Vecina, baja tu silla

Normalmente los problemas que detectan las instituciones se viven primero en la calle. Hace unos años, en el barrio de la Verneda, en Barcelona, un grupo de vecinas denominado Las Vernedas pusieron en marcha Vecina, baja tu silla, una iniciativa para crear vínculos entre mujeres en espacios públicos de su propio barrio, mayoritariamente usados por hombres. Y en estos días andan preparando una nueva sesión centrada en la soledad femenina no deseada, consistente en “charlar al fresco, compartir situaciones y echar una mano”, explica María Jesús Berlana, una de las miembros del grupo.

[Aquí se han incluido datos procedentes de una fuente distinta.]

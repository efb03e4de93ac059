//! Packet definitions.

use super::FieldSpec;
use serde::{Deserialize, Serialize};

/// An ordered set of field specs describing one packet layout.
///
/// `use_framing` selects whether outgoing bytes are wrapped in (and incoming
/// bytes unwrapped from) the integrity envelope. The field set must pass
/// chain validation before the packet is usable for sending.
#[derive(Debug, Clone, PartialEq, Serialize, Deserialize)]
pub struct PacketDefinition {
    /// Store-assigned identity, 0 until created.
    #[serde(default)]
    pub id: u64,
    pub target_id: u64,
    pub name: String,
    #[serde(default)]
    pub desc: String,
    pub fields: Vec<FieldSpec>,
    #[serde(default)]
    pub use_framing: bool,
}

impl PacketDefinition {
    /// Build an unsaved packet definition; the store assigns the id.
    pub fn new(target_id: u64, name: impl Into<String>, fields: Vec<FieldSpec>) -> Self {
        Self {
            id: 0,
            target_id,
            name: name.into(),
            desc: String::new(),
            fields,
            use_framing: false,
        }
    }

    /// Same definition with framing enabled.
    pub fn framed(mut self) -> Self {
        self.use_framing = true;
        self
    }
}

Durante el confinamiento, ella, como tantas personas que viven solas, se encontró mirando el teléfono con ganas de hablar desde las entrañas, pero pensando: “¿Y ahora a quién llamo?”. En el grupo consideran primordial mantener una red afectiva entre vecinas, detalles que quizás no salvan la vida pero sí te salvan una tarde. “Aquellos días llamábamos a las que estaban solas y les decíamos: ‘Salgo a comprar, ¿te pillo algo?, ¿el pan, el periódico? Y de paso charlabas un rato”.

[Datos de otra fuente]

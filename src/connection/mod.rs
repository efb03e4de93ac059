//! Connection lifecycle management.
//!
//! The [`ConnectionManager`] owns every long-lived socket in the harness,
//! keyed by target id. Each target moves through a three-state liveness
//! model: `Wait` (never connected, or explicitly disconnected), `Alive`
//! (socket registered and believed healthy), and `Dead` (dial failed, peer
//! closed, or forcibly killed). Unknown targets report `Wait`.
//!
//! Every registered socket gets a background watcher that probes the read
//! half for peer-initiated closure without consuming data. A watcher whose
//! socket has been superseded by a newer `connect` detects that its handle
//! is no longer current and exits without touching shared state.
//!
//! The registry is guarded by one mutex per manager; the lock is held only
//! for map reads and mutations, never across socket I/O.

use crate::notifier::{Event, Notifier};
use crate::types::LinkStatus;
use crate::{HarnessError, Result};
use std::collections::HashMap;
use std::sync::{Arc, Mutex, MutexGuard};
use std::time::Duration;
use tokio::io::Interest;
use tokio::net::TcpStream;
use tokio_util::sync::CancellationToken;
use tracing::{debug, warn};

/// Default pause between liveness probe rounds.
pub const DEFAULT_WATCH_PAUSE: Duration = Duration::from_millis(10);

struct ConnEntry {
    stream: Arc<TcpStream>,
    watcher: CancellationToken,
}

#[derive(Default)]
struct Registry {
    conns: HashMap<u64, ConnEntry>,
    status: HashMap<u64, LinkStatus>,
}

struct ManagerInner {
    registry: Mutex<Registry>,
    notifier: Notifier,
    watch_pause: Duration,
}

/// Registry of live TCP connections keyed by target id.
///
/// Cloning is cheap; all clones operate on the same registry.
#[derive(Clone)]
pub struct ConnectionManager {
    inner: Arc<ManagerInner>,
}

impl ConnectionManager {
    pub fn new(notifier: Notifier) -> Self {
        Self::with_watch_pause(notifier, DEFAULT_WATCH_PAUSE)
    }

    /// Build a manager with a custom pause between liveness probes.
    pub fn with_watch_pause(notifier: Notifier, watch_pause: Duration) -> Self {
        Self {
            inner: Arc::new(ManagerInner {
                registry: Mutex::new(Registry::default()),
                notifier,
                watch_pause,
            }),
        }
    }

    /// Dial `host:port` and register the socket under `id`.
    ///
    /// No read or write deadline is applied; callers needing bounded dial
    /// latency wrap this in their own timeout. On failure the target is
    /// marked `Dead` and the dial error is returned. On success any prior
    /// socket under the same id is superseded atomically: its watcher is
    /// cancelled, the new socket becomes current, and the target is `Alive`.
    pub async fn connect(&self, id: u64, host: &str, port: u16) -> Result<()> {
        let addr = format!("{host}:{port}");
        debug!(target_id = id, %addr, "dialing");

        let stream = match TcpStream::connect(&addr).await {
            Ok(stream) => Arc::new(stream),
            Err(e) => {
                self.transition(id, LinkStatus::Dead);
                return Err(HarnessError::connection_failed_with_source(
                    format!("dial {addr} failed"),
                    Box::new(e),
                ));
            }
        };

        let watcher = CancellationToken::new();
        {
            let mut registry = self.registry();
            let entry = ConnEntry { stream: stream.clone(), watcher: watcher.clone() };
            if let Some(old) = registry.conns.insert(id, entry) {
                old.watcher.cancel();
            }
            registry.status.insert(id, LinkStatus::Alive);
        }
        self.inner.notifier.publish(Event::StatusChanged { target_id: id, status: LinkStatus::Alive });
        debug!(target_id = id, %addr, "connected");

        self.spawn_watcher(id, stream, watcher);
        Ok(())
    }

    /// Close and remove the socket for `id`, returning the target to `Wait`.
    ///
    /// No-op on the registry if no socket is present. This is the only path
    /// back to `Wait` from `Alive`.
    pub fn disconnect(&self, id: u64) {
        self.teardown(id, LinkStatus::Wait);
        debug!(target_id = id, "disconnected");
    }

    /// Close and remove the socket for `id` and force the state to `Dead`.
    ///
    /// Used when the remote process was killed out-of-band.
    pub fn mark_dead(&self, id: u64) {
        self.teardown(id, LinkStatus::Dead);
        debug!(target_id = id, "marked dead");
    }

    /// Current liveness of `id`. Unknown targets are `Wait`; never fails.
    pub fn status(&self, id: u64) -> LinkStatus {
        self.registry().status.get(&id).copied().unwrap_or(LinkStatus::Wait)
    }

    /// The live socket registered under `id`, if any.
    pub fn connection(&self, id: u64) -> Option<Arc<TcpStream>> {
        self.registry().conns.get(&id).map(|entry| entry.stream.clone())
    }

    /// Ephemeral reachability check: dial, report, hang up.
    ///
    /// Does not touch the registry or any target's recorded status.
    pub async fn probe(host: &str, port: u16, timeout: Duration) -> LinkStatus {
        let addr = format!("{host}:{port}");
        match tokio::time::timeout(timeout, TcpStream::connect(&addr)).await {
            Ok(Ok(_)) => LinkStatus::Alive,
            _ => LinkStatus::Dead,
        }
    }

    fn registry(&self) -> MutexGuard<'_, Registry> {
        self.inner.registry.lock().unwrap_or_else(|poisoned| poisoned.into_inner())
    }

    fn transition(&self, id: u64, status: LinkStatus) {
        let previous = self.registry().status.insert(id, status);
        if previous != Some(status) {
            self.inner.notifier.publish(Event::StatusChanged { target_id: id, status });
        }
    }

    fn teardown(&self, id: u64, status: LinkStatus) {
        let previous = {
            let mut registry = self.registry();
            if let Some(entry) = registry.conns.remove(&id) {
                entry.watcher.cancel();
            }
            registry.status.insert(id, status)
        };
        if previous != Some(status) {
            self.inner.notifier.publish(Event::StatusChanged { target_id: id, status });
        }
    }

    fn spawn_watcher(&self, id: u64, stream: Arc<TcpStream>, token: CancellationToken) {
        let manager = self.clone();
        let pause = self.inner.watch_pause;
        tokio::spawn(async move {
            debug!(target_id = id, "liveness watch started");
            loop {
                tokio::select! {
                    _ = token.cancelled() => {
                        debug!(target_id = id, "liveness watch cancelled");
                        return;
                    }
                    _ = tokio::time::sleep(pause) => {}
                }

                let ready = tokio::select! {
                    _ = token.cancelled() => {
                        debug!(target_id = id, "liveness watch cancelled");
                        return;
                    }
                    ready = stream.ready(Interest::READABLE) => ready,
                };

                match ready {
                    Ok(ready) if ready.is_read_closed() => break,
                    // Readable without closure means data is waiting for a
                    // reader; not the watcher's to consume.
                    Ok(_) => {}
                    Err(e) => {
                        debug!(target_id = id, error = %e, "liveness probe failed");
                        break;
                    }
                }
            }
            manager.reap(id, &stream);
        });
    }

    /// Remove a dead socket, but only if it is still the current one.
    fn reap(&self, id: u64, stream: &Arc<TcpStream>) {
        let removed = {
            let mut registry = self.registry();
            match registry.conns.get(&id) {
                Some(entry) if Arc::ptr_eq(&entry.stream, stream) => {
                    registry.conns.remove(&id);
                    registry.status.insert(id, LinkStatus::Dead);
                    true
                }
                // A newer connect superseded this socket; exit quietly.
                _ => false,
            }
        };
        if removed {
            warn!(target_id = id, "peer closed connection");
            self.inner.notifier.publish(Event::StatusChanged {
                target_id: id,
                status: LinkStatus::Dead,
            });
        }
    }
}

/// Write the whole buffer to `stream`.
///
/// Blocks the calling task until every byte is accepted or an error occurs.
pub async fn write_all(stream: &TcpStream, mut data: &[u8]) -> std::io::Result<()> {
    while !data.is_empty() {
        stream.writable().await?;
        match stream.try_write(data) {
            Ok(written) => data = &data[written..],
            Err(ref e) if e.kind() == std::io::ErrorKind::WouldBlock => continue,
            Err(e) => return Err(e),
        }
    }
    Ok(())
}

/// Read one chunk from `stream` into `buf`.
///
/// Returns the byte count of the first successful read; `Ok(0)` means the
/// peer closed the connection.
pub async fn read_chunk(stream: &TcpStream, buf: &mut [u8]) -> std::io::Result<usize> {
    loop {
        stream.readable().await?;
        match stream.try_read(buf) {
            Ok(read) => return Ok(read),
            Err(ref e) if e.kind() == std::io::ErrorKind::WouldBlock => continue,
            Err(e) => return Err(e),
        }
    }
}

Pandemias aparte, el grupo nota que en zonas como la Verneda —un barrio trabajador, con un alto porcentaje de inmigración nacional— muchas mujeres han perdido esa red básica de compañía, amigas, cuñadas o vecinas con las que pasear o tomar algo. El grupo de personas que te han acompañado siempre y que, cuando llegas a cierta edad, “se han vuelto al pueblo, están en una residencia o se han muerto”, explica Berlana mientras toma un café en el barrio. De ahí la idea de sentarse y ponerse a hablar de todo esto en la calle, porque “en esta sociedad mostrarse vulnerable no es que dé miedo: es que da pánico”, reflexiona.

El precioso mundo físico

La soledad es quizás uno de los últimos tabúes, pero cada vez más voces señalan la necesidad de hablar de ella. “La soledad no significa que uno ha fracasado, sino sencillamente que uno está vivo”, escribe Olivia Laing en su libro La ciudad solitaria (Capitán Swing). Ahora, después de la experiencia forzada del confinamiento, estamos viviendo un momento de reactivación de lazos personales, según explica Laing en una charla por correo electrónico. Y eso es porque durante aquellos largos meses de 2020 perdimos “todo contacto con el mundo físico y nos dimos cuenta de lo precioso que era. Al mismo tiempo, creo que mucha gente se percató de lo insatisfactorio que es el mundo digital: cómo hablar por Zoom te hace sentir solo, aislado y desconectado”. Reflexiona. Quizás es solo un espejismo que queremos ver, pero en la calle o en las terrazas abarrotadas parece olerse ese esfuerzo de reconexión. Tras los momentos más duros de la pandemia, “la gente anhela formar parte de un grupo, experimentar la seguridad de estar rodeado de otros, especialmente después de una experiencia tan aterradora”, concluye Olivia Laing.